=== What you should do ===
All lines below containing "previous" are to be listed.

Provided records Block Start

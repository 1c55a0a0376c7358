//! Row packing.
//!
//! Walks the graph depth-first, rightmost copy target first, collecting the nodes of one lane run
//! into a batch. When a run ends, the batch is reconciled against everything committed to the
//! columns it touched: the whole batch moves up by the largest overlap found, so every column
//! keeps its nodes stacked without collisions.

use crate::column::ColumnTracker;
use crate::geometry::GraphLayout;
use crate::graph::{NodeId, RevisionAction, RevisionGraph};
use crate::options::LayoutOptions;

#[derive(Debug, Clone, Copy, PartialEq, Eq)]
enum Step {
    /// Register the node and keep walking its lane.
    Continue(NodeId),
    /// A run ended at this node; walk back to the closest unresolved node.
    ResumeParent(NodeId),
    /// The copy target at index `finished` of `source` is done; copy targets are taken right to
    /// left, then the source's own lane continues.
    ResumeSibling { source: NodeId, finished: usize },
}

struct Packer<'a> {
    graph: &'a RevisionGraph,
    layout: &'a mut GraphLayout,
    gap: f64,
    columns: ColumnTracker,
    batch: Vec<NodeId>,
    // Shift inherited by the current batch from the node it hangs off.
    base_shift: f64,
    // Total upward shift applied to each node so far.
    shift: Vec<f64>,
}

pub fn run(graph: &RevisionGraph, layout: &mut GraphLayout, options: &LayoutOptions) {
    let Some(root) = graph.root() else {
        return;
    };

    let mut packer = Packer {
        graph,
        layout,
        gap: options.vertical_gap,
        columns: ColumnTracker::new(),
        batch: Vec::new(),
        base_shift: 0.0,
        shift: vec![0.0; graph.node_count()],
    };

    let mut step = Step::Continue(root);
    loop {
        step = match step {
            Step::Continue(id) => packer.register(id),
            Step::ResumeParent(id) => {
                let node = &graph[id];
                if let Some(previous) = node.previous {
                    // A lane successor is visited after all copy targets of its predecessor.
                    Step::ResumeParent(previous)
                } else if let Some(source) = node.copied_from {
                    let finished = graph[source]
                        .copied_to
                        .iter()
                        .position(|&c| c == id)
                        .unwrap_or(0);
                    Step::ResumeSibling { source, finished }
                } else {
                    break;
                }
            }
            Step::ResumeSibling { source, finished } => {
                let node = &graph[source];
                if finished > 0 {
                    Step::Continue(node.copied_to[finished - 1])
                } else if let Some(next) = node.next {
                    Step::Continue(next)
                } else {
                    Step::ResumeParent(source)
                }
            }
        };
    }

    packer.layout.max_y = packer.columns.max_y();
    tracing::trace!(
        columns = packer.columns.len(),
        max_y = packer.layout.max_y,
        "row packing done"
    );
}

impl Packer<'_> {
    fn register(&mut self, id: NodeId) -> Step {
        let graph = self.graph;
        let node = &graph[id];
        if self.batch.is_empty() {
            self.base_shift = node.predecessor().map_or(0.0, |p| self.shift[p.index()]);
        }

        let geometry = &mut self.layout[id];
        geometry.row += self.base_shift;
        self.columns.register(geometry.column, id, geometry.row, geometry.height);
        self.batch.push(id);

        // Rename continuations and branch points both follow the rightmost copy target first.
        if let Some(&rightmost) = node.copied_to.last() {
            Step::Continue(rightmost)
        } else if let Some(next) = node.next {
            Step::Continue(next)
        } else {
            self.reconcile();
            Step::ResumeParent(id)
        }
    }

    fn reconcile(&mut self) {
        let mut max_diff = 0.0_f64;
        let mut height_offset = 0.0;
        for (_, column) in self.columns.touched() {
            let Some(diff) = column.overlap(self.gap) else {
                continue;
            };
            if diff > max_diff {
                max_diff = diff;
                height_offset = column
                    .bottom_node()
                    .map_or(0.0, |bottom| floating_start_offset(self.graph, bottom));
            }
        }

        let delta = max_diff + height_offset;
        for &id in &self.batch {
            self.layout[id].row += delta;
            self.shift[id.index()] = self.base_shift + delta;
        }
        tracing::trace!(
            nodes = self.batch.len(),
            columns = self.columns.touched().count(),
            shift = delta,
            "reconciled batch"
        );
        self.columns.commit(delta);
        self.batch.clear();
    }
}

/// Extra spacing for a branch start pushed up past other lanes, so it does not sit right on top
/// of unrelated nodes below its copy source: the height of that source. Renames are exempt.
fn floating_start_offset(graph: &RevisionGraph, id: NodeId) -> f64 {
    let node = &graph[id];
    if node.previous.is_some() || graph.is_rename_target(id) {
        return 0.0;
    }
    match node.copied_from {
        Some(source) if graph[source].action != RevisionAction::Rename => graph[source].height,
        _ => 0.0,
    }
}
//! Configuration of a [`crate::Client`] that can be stored in a configuration file.
//!
//! Credentials are deliberately not part of the configuration, they are passed to
//! [`crate::ClientBuilder::new`] directly.
use maps_networking::{BackoffError, BackoffPolicy, RetryConfig};
use serde::{Deserialize, Serialize};
use url::Url;

/// The base url of the Maps web services.
pub const DEFAULT_BASE_URL: &str = "https://maps.googleapis.com/maps/api/";

fn default_base_url() -> Url {
    Url::parse(DEFAULT_BASE_URL).expect("the default base url is valid")
}

/// An error that occurs when a configuration is not usable.
#[derive(Debug, Clone, thiserror::Error)]
pub enum ConfigError {
    /// A field has a value that is not allowed.
    #[error("invalid value for '{0}': {1}")]
    InvalidValue(String, String),

    /// The retry configuration is invalid.
    #[error(transparent)]
    Retry(#[from] BackoffError),
}

/// Configuration of the client.
#[derive(Debug, Deserialize, Serialize, Clone, PartialEq, Eq)]
#[serde(rename_all = "kebab-case")]
pub struct ClientConfig {
    /// The url that all request paths are resolved against.
    #[serde(default = "default_base_url")]
    pub base_url: Url,

    /// How failed requests are retried.
    #[serde(default)]
    pub retry: RetryConfig,
}

impl Default for ClientConfig {
    fn default() -> Self {
        Self {
            base_url: default_base_url(),
            retry: RetryConfig::default(),
        }
    }
}

impl ClientConfig {
    /// Returns true if this configuration equals the default.
    pub fn is_default(&self) -> bool {
        ClientConfig::default() == *self
    }

    /// Checks that the configuration can be used to build a client.
    pub fn validate(&self) -> Result<(), ConfigError> {
        if !matches!(self.base_url.scheme(), "http" | "https") {
            return Err(ConfigError::InvalidValue(
                "base-url".to_string(),
                format!("unsupported scheme '{}'", self.base_url.scheme()),
            ));
        }

        // Without the trailing slash `Url::join` would replace the last segment.
        if !self.base_url.path().ends_with('/') {
            return Err(ConfigError::InvalidValue(
                "base-url".to_string(),
                "the url must end with a '/'".to_string(),
            ));
        }

        self.retry.validate()?;
        Ok(())
    }

    /// Returns the retry policy described by this configuration.
    pub fn retry_policy(&self) -> Result<BackoffPolicy, ConfigError> {
        Ok(BackoffPolicy::try_from(self.retry.clone())?)
    }
}
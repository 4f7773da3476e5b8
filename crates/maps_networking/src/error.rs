//! Errors produced by the middlewares in this crate.
use bytes::Bytes;
use http::{HeaderMap, StatusCode};
use reqwest::Response;
use url::Url;

use crate::redaction::Redact;

/// The server answered, but with a status code that the caller treats as a failure.
///
/// The [`crate::BackoffMiddleware`] produces this for every `5xx` response it gives up on. The
/// response body is drained so the error can be inspected after the connection is released.
#[derive(Clone, Debug, thiserror::Error)]
#[error("http error {}", .status.as_u16())]
pub struct HttpError {
    status: StatusCode,
    url: Url,
    headers: HeaderMap,
    body: Option<Bytes>,
}

impl HttpError {
    /// Consumes the response and captures everything needed to inspect it later.
    pub async fn from_response(response: Response) -> Self {
        let status = response.status();
        let url = response.url().clone().redact();
        let headers = response.headers().clone();
        let body = response.bytes().await.ok();
        Self {
            status,
            url,
            headers,
            body,
        }
    }

    /// The status code returned by the server.
    pub fn status(&self) -> StatusCode {
        self.status
    }

    /// The url of the request, with known secrets redacted.
    pub fn url(&self) -> &Url {
        &self.url
    }

    /// The headers returned by the server.
    pub fn headers(&self) -> &HeaderMap {
        &self.headers
    }

    /// The response body, if it could be read.
    pub fn body(&self) -> Option<&Bytes> {
        self.body.as_ref()
    }

    /// The response body as text, if it could be read.
    pub fn text(&self) -> Option<String> {
        self.body
            .as_ref()
            .map(|body| String::from_utf8_lossy(body).into_owned())
    }
}

/// Errors raised by the [`crate::BackoffMiddleware`] itself, as opposed to errors of the requests
/// it retries.
#[derive(Clone, Debug, thiserror::Error)]
pub enum BackoffError {
    /// The request was cancelled through the `CancellationToken` in its extensions.
    #[error("the request was cancelled after {attempts} attempt(s)")]
    Cancelled {
        /// The number of attempts that were made before the cancellation was observed.
        attempts: u32,
    },

    /// The retry configuration cannot be turned into a policy.
    #[error("invalid retry policy: {0}")]
    InvalidPolicy(String),
}
//! The status envelope that wraps every JSON response of the Maps web services.
use std::fmt::{Display, Formatter};

use serde::{de::DeserializeOwned, Deserialize, Serialize};

use crate::MapsError;

/// The value of the `status` field of a response.
#[derive(Debug, Clone, PartialEq, Eq, Hash, Serialize, Deserialize)]
#[serde(from = "String", into = "String")]
pub enum ApiStatus {
    /// The response contains a valid result.
    Ok,
    /// At least one of the locations specified could not be geocoded.
    NotFound,
    /// No result could be found for the request, e.g. no route between the origin and the
    /// destination.
    ZeroResults,
    /// Too many waypoints were provided in the request.
    MaxWaypointsExceeded,
    /// The provided request was invalid.
    InvalidRequest,
    /// The service denied use of the service by your application.
    RequestDenied,
    /// The request could not be processed due to a server error. The request may succeed if you
    /// try again.
    UnknownError,
    /// The service has received too many requests from your application within the allowed time
    /// period.
    OverQueryLimit,
    /// A status this library does not know about.
    Other(String),
}

impl ApiStatus {
    /// Returns the status as it appears on the wire.
    pub fn as_str(&self) -> &str {
        match self {
            ApiStatus::Ok => "OK",
            ApiStatus::NotFound => "NOT_FOUND",
            ApiStatus::ZeroResults => "ZERO_RESULTS",
            ApiStatus::MaxWaypointsExceeded => "MAX_WAYPOINTS_EXCEEDED",
            ApiStatus::InvalidRequest => "INVALID_REQUEST",
            ApiStatus::RequestDenied => "REQUEST_DENIED",
            ApiStatus::UnknownError => "UNKNOWN_ERROR",
            ApiStatus::OverQueryLimit => "OVER_QUERY_LIMIT",
            ApiStatus::Other(status) => status,
        }
    }
}

impl From<String> for ApiStatus {
    fn from(status: String) -> Self {
        match status.as_str() {
            "OK" => ApiStatus::Ok,
            "NOT_FOUND" => ApiStatus::NotFound,
            "ZERO_RESULTS" => ApiStatus::ZeroResults,
            "MAX_WAYPOINTS_EXCEEDED" => ApiStatus::MaxWaypointsExceeded,
            "INVALID_REQUEST" => ApiStatus::InvalidRequest,
            "REQUEST_DENIED" => ApiStatus::RequestDenied,
            "UNKNOWN_ERROR" => ApiStatus::UnknownError,
            "OVER_QUERY_LIMIT" => ApiStatus::OverQueryLimit,
            _ => ApiStatus::Other(status),
        }
    }
}

impl From<ApiStatus> for String {
    fn from(status: ApiStatus) -> Self {
        match status {
            ApiStatus::Other(status) => status,
            status => status.as_str().to_string(),
        }
    }
}

impl Display for ApiStatus {
    fn fmt(&self, f: &mut Formatter<'_>) -> std::fmt::Result {
        f.write_str(self.as_str())
    }
}

/// The server answered with `200 OK` but the `status` of the response indicates a failure.
#[derive(Debug, Clone, PartialEq, Eq, thiserror::Error)]
#[error("API error \"{status}\"{}", format_message(.message))]
pub struct ApiError {
    /// The status of the response.
    pub status: ApiStatus,
    /// The `error_message` of the response, if any.
    pub message: Option<String>,
}

fn format_message(message: &Option<String>) -> String {
    match message {
        Some(message) if !message.is_empty() => format!(": {message}"),
        _ => String::new(),
    }
}

/// The status fields that every response carries next to its endpoint specific payload.
///
/// Failed responses usually contain nothing but these fields, so the envelope is decoded and
/// checked before the payload.
#[derive(Debug, Clone, Deserialize)]
pub struct ApiResponse {
    /// The status of the response.
    pub status: ApiStatus,
    /// A human readable description of a failure.
    #[serde(default)]
    pub error_message: Option<String>,
}

impl ApiResponse {
    /// Returns an [`ApiError`] unless the status is [`ApiStatus::Ok`].
    pub fn into_result(self) -> Result<(), ApiError> {
        if self.status == ApiStatus::Ok {
            Ok(())
        } else {
            Err(ApiError {
                status: self.status,
                message: self.error_message,
            })
        }
    }
}

/// Decodes a response body: first the status envelope, then the payload from the same bytes.
pub(crate) fn decode_body<T: DeserializeOwned>(bytes: &[u8]) -> Result<T, MapsError> {
    let envelope: ApiResponse = serde_json::from_slice(bytes).map_err(MapsError::Decode)?;
    envelope.into_result()?;
    serde_json::from_slice(bytes).map_err(MapsError::Decode)
}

Provided records Block End

=== Your response ===
                if let Some(previous) = node.previous {
                    Step::ResumeParent(previous)
    if node.previous.is_some() || graph.is_rename_target(id) {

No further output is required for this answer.